### Exercise directions
Gather all lines in the entries below that include the word "items".

:: Excerpted data

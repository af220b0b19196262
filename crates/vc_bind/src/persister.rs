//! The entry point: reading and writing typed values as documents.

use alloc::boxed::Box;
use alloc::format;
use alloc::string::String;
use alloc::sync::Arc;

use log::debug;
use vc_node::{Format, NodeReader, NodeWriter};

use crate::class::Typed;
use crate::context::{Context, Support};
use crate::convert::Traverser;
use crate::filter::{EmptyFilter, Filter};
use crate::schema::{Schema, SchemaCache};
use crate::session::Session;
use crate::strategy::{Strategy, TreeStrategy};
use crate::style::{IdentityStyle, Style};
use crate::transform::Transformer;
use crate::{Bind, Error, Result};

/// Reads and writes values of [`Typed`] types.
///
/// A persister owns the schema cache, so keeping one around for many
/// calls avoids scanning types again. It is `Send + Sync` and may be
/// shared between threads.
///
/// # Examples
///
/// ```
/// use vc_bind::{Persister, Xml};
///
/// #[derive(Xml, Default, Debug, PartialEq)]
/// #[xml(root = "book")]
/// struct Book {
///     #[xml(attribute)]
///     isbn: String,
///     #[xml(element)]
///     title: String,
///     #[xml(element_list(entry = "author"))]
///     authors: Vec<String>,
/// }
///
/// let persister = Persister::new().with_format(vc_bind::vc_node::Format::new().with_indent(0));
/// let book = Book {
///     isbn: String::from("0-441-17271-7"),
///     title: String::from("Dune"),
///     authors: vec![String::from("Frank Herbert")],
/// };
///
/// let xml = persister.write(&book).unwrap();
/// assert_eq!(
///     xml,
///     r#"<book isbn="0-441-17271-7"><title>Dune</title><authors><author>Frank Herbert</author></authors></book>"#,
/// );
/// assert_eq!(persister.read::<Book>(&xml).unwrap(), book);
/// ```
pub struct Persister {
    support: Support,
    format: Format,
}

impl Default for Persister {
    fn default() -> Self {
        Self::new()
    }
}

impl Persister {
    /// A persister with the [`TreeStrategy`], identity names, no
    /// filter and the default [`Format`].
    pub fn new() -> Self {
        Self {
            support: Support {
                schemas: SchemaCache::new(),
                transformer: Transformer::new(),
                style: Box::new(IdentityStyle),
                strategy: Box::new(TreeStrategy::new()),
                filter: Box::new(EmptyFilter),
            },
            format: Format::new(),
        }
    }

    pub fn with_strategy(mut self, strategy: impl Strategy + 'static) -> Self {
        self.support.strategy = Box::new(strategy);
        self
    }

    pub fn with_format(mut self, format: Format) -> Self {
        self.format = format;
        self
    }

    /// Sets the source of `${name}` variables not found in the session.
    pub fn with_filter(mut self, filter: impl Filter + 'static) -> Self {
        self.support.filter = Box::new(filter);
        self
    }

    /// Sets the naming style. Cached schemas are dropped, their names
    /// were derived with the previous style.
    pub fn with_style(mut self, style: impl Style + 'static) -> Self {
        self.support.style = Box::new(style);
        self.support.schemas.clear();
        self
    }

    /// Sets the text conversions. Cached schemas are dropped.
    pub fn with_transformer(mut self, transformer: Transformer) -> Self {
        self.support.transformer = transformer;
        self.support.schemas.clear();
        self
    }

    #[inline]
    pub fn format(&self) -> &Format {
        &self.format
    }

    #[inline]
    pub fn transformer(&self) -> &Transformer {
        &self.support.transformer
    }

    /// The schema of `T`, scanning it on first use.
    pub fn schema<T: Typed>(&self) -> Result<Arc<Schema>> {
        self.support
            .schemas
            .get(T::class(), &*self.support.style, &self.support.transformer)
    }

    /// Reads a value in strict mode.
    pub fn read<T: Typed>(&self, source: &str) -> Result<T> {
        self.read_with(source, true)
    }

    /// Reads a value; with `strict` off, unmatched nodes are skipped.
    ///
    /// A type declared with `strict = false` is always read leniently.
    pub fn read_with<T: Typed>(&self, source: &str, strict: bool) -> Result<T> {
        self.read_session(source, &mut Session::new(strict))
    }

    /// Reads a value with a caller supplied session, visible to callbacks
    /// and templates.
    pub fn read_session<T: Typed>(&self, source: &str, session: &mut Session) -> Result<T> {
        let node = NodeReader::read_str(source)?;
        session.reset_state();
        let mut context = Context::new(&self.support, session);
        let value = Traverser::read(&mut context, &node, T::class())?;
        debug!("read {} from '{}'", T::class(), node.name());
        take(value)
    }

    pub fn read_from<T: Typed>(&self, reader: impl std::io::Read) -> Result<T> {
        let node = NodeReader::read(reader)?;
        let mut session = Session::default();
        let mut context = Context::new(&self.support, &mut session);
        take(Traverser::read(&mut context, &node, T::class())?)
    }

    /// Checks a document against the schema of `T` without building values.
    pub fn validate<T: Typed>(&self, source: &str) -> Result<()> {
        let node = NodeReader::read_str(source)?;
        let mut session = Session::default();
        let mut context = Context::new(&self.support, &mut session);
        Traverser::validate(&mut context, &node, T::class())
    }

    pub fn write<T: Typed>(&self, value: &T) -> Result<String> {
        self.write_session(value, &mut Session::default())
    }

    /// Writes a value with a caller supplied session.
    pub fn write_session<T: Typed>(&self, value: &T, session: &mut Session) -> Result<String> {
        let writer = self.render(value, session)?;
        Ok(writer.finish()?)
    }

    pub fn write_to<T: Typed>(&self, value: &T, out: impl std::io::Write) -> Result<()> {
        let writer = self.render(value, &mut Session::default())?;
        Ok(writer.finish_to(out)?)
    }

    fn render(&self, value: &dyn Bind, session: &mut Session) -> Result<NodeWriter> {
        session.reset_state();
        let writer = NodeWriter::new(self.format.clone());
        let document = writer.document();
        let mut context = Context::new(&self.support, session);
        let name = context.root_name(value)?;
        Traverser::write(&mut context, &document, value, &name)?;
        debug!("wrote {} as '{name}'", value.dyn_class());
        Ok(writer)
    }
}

::::
:: Excerpted data

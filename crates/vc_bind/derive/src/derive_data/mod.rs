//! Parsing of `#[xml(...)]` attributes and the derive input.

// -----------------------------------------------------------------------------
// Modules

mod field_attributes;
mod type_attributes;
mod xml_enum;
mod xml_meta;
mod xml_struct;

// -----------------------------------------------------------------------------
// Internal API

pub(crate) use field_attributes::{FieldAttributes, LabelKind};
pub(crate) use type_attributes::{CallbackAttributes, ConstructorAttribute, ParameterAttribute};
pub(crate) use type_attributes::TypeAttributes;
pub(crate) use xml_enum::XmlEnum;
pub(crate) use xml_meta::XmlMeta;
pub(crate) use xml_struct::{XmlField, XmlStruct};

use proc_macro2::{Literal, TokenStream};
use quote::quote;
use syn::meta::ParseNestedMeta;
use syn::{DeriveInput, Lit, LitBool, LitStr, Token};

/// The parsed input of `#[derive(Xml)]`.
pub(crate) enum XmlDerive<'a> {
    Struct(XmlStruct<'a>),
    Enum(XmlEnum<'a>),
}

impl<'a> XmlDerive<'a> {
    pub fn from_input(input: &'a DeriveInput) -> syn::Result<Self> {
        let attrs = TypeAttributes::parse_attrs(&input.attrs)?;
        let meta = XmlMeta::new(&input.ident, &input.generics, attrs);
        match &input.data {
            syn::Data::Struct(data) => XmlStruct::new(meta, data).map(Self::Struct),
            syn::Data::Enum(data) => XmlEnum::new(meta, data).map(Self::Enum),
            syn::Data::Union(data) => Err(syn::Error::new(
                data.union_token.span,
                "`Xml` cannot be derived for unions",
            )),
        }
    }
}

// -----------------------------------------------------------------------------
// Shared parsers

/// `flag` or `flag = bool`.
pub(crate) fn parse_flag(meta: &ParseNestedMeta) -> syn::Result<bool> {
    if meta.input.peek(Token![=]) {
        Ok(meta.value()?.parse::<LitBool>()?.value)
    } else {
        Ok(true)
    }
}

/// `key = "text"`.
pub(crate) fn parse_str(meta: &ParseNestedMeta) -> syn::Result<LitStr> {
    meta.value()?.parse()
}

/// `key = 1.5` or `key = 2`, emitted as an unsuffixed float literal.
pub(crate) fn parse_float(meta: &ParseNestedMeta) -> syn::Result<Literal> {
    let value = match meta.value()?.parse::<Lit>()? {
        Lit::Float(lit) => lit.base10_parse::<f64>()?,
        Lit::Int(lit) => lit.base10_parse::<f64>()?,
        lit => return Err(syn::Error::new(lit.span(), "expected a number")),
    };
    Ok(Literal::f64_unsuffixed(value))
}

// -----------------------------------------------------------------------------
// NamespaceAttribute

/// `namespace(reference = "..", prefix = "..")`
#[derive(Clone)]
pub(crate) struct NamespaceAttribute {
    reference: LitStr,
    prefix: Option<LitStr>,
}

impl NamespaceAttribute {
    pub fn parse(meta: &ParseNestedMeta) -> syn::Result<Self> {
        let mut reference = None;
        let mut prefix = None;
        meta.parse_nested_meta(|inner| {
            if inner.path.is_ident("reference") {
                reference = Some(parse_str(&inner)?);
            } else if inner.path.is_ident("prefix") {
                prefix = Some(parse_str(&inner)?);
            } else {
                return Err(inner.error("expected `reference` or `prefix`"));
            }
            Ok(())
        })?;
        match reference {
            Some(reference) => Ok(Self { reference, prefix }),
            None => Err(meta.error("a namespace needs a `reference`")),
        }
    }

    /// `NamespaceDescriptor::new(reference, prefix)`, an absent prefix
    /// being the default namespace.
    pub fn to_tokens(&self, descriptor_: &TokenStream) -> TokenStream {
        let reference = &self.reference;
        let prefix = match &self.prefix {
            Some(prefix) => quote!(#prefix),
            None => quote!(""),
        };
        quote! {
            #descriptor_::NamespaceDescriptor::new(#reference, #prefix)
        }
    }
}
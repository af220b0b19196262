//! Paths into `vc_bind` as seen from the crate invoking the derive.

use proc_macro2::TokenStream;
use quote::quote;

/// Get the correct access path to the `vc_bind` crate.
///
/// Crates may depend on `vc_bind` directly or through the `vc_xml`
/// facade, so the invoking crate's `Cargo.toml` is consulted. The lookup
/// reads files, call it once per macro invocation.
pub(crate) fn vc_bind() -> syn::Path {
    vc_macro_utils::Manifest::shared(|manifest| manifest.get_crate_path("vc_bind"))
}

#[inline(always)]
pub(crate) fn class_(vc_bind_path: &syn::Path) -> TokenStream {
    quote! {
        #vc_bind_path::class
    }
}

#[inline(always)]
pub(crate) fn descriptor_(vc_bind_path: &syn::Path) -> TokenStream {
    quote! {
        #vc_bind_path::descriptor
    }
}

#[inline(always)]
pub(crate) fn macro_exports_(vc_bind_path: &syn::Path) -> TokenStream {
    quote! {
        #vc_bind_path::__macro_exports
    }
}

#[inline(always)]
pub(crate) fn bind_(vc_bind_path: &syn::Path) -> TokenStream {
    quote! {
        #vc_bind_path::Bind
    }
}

::::
:: Excerpted data

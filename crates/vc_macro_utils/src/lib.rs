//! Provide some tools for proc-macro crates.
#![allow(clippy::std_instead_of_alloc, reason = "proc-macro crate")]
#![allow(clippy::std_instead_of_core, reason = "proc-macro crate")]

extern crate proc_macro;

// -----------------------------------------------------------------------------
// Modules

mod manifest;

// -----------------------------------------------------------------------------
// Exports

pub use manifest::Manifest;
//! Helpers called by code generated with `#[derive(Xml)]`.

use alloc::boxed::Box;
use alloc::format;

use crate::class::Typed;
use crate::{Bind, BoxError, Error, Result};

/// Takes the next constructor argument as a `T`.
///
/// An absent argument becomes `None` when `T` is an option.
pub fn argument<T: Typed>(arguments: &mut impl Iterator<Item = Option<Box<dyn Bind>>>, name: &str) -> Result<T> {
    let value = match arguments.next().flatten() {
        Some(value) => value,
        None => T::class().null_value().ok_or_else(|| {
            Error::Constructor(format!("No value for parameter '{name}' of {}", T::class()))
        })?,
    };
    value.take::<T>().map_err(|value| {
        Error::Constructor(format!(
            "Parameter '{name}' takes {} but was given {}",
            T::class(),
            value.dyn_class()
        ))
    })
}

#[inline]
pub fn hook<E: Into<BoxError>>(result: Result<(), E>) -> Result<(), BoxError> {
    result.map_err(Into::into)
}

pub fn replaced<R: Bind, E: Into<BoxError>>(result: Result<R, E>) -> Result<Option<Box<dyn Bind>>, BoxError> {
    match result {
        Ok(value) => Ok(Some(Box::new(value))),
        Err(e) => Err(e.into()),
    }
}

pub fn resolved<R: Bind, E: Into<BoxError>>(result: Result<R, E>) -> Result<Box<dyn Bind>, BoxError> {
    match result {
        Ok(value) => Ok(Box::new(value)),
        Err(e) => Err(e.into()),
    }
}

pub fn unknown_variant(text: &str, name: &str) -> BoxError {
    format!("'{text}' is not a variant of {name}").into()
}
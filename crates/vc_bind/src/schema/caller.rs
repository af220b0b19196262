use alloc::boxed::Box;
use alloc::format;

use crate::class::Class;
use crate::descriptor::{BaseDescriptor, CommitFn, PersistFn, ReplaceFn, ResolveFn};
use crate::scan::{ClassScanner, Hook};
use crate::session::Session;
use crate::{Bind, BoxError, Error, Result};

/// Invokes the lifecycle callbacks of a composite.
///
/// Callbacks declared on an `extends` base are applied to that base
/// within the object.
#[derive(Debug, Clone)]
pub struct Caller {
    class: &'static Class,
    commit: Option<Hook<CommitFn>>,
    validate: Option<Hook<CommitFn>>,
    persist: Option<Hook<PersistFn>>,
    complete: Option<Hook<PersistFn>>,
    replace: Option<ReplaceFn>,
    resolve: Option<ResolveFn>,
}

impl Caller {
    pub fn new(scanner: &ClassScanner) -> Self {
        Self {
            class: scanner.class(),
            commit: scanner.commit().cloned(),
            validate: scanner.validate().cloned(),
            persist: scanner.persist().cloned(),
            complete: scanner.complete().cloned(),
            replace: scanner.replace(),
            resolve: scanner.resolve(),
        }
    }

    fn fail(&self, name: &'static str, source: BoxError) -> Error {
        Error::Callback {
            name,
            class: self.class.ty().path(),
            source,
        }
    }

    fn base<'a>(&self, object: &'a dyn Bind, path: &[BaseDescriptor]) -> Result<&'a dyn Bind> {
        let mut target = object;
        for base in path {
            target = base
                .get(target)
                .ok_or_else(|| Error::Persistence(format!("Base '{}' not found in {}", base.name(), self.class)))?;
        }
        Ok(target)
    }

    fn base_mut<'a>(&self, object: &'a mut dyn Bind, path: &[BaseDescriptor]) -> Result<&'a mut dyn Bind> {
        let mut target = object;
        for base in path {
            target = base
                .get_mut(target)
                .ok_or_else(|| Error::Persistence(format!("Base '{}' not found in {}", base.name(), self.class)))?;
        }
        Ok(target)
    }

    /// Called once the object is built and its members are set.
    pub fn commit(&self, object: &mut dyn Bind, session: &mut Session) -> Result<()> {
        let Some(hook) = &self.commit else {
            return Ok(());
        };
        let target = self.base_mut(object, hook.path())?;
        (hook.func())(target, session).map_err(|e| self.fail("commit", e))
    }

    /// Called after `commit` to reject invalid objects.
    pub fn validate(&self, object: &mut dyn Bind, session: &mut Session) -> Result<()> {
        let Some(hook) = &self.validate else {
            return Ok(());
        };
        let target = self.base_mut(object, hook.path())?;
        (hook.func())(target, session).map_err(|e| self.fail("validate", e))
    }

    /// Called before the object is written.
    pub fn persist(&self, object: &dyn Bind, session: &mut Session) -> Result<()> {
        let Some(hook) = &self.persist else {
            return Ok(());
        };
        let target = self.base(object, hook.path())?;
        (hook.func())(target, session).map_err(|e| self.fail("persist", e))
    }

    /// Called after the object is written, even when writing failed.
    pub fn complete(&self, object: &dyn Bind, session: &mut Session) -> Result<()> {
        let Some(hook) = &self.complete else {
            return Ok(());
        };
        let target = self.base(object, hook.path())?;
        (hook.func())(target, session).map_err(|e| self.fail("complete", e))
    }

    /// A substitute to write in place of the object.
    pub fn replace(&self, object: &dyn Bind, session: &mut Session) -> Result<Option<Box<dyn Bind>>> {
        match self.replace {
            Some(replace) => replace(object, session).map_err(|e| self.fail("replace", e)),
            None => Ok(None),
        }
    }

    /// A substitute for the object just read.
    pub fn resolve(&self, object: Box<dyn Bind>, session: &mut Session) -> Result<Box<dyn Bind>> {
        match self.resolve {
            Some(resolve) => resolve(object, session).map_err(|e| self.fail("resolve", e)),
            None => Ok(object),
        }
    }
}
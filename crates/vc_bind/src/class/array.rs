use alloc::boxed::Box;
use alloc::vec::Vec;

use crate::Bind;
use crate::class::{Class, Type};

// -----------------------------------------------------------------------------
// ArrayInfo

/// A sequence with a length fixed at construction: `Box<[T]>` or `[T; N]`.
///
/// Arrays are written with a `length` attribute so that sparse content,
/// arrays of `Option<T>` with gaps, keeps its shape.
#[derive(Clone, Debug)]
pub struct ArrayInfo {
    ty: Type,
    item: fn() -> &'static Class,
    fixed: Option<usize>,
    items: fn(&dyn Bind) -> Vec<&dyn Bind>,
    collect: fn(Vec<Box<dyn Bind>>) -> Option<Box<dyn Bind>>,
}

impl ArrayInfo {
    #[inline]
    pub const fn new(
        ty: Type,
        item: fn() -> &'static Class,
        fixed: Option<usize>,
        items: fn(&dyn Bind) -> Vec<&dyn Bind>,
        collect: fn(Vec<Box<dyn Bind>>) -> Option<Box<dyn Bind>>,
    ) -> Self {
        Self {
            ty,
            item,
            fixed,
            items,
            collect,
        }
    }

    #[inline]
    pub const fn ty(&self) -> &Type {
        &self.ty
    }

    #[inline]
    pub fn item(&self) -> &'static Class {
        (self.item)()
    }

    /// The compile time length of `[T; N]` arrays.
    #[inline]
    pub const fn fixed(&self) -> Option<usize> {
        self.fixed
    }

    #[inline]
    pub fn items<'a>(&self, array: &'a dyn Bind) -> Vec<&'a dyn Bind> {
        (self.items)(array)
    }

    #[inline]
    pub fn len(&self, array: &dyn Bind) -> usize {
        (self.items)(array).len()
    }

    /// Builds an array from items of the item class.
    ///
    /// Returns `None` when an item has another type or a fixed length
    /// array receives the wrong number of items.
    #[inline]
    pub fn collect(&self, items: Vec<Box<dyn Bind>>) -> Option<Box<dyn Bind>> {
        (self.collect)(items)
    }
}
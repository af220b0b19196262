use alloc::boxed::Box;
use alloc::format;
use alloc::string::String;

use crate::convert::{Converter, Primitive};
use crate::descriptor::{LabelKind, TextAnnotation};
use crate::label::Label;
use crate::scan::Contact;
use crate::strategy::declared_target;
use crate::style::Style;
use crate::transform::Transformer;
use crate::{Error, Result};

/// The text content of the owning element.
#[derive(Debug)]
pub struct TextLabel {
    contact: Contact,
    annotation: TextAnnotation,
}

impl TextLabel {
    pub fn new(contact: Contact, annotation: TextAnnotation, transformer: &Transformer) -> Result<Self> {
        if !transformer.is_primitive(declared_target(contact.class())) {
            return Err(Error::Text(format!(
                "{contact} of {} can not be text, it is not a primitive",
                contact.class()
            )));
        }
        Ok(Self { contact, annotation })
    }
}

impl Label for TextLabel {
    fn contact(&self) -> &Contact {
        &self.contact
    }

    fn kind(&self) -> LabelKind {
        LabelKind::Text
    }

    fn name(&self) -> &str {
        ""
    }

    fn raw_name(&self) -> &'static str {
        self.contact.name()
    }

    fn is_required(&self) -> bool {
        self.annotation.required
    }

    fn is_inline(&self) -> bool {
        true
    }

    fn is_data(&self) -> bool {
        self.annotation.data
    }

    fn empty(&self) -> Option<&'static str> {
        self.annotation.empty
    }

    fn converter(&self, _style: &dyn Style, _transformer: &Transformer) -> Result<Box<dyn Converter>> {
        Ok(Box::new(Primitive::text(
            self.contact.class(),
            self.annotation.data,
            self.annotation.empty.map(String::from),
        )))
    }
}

::::

### Exercise output
    items: fn(&dyn Bind) -> Vec<&dyn Bind>,
        items: fn(&dyn Bind) -> Vec<&dyn Bind>,
            items,
    pub fn items<'a>(&self, array: &'a dyn Bind) -> Vec<&'a dyn Bind> {
        (self.items)(array)
        (self.items)(array).len()
    /// Builds an array from items of the item class.
    /// array receives the wrong number of items.
    pub fn collect(&self, items: Vec<Box<dyn Bind>>) -> Option<Box<dyn Bind>> {
        (self.collect)(items)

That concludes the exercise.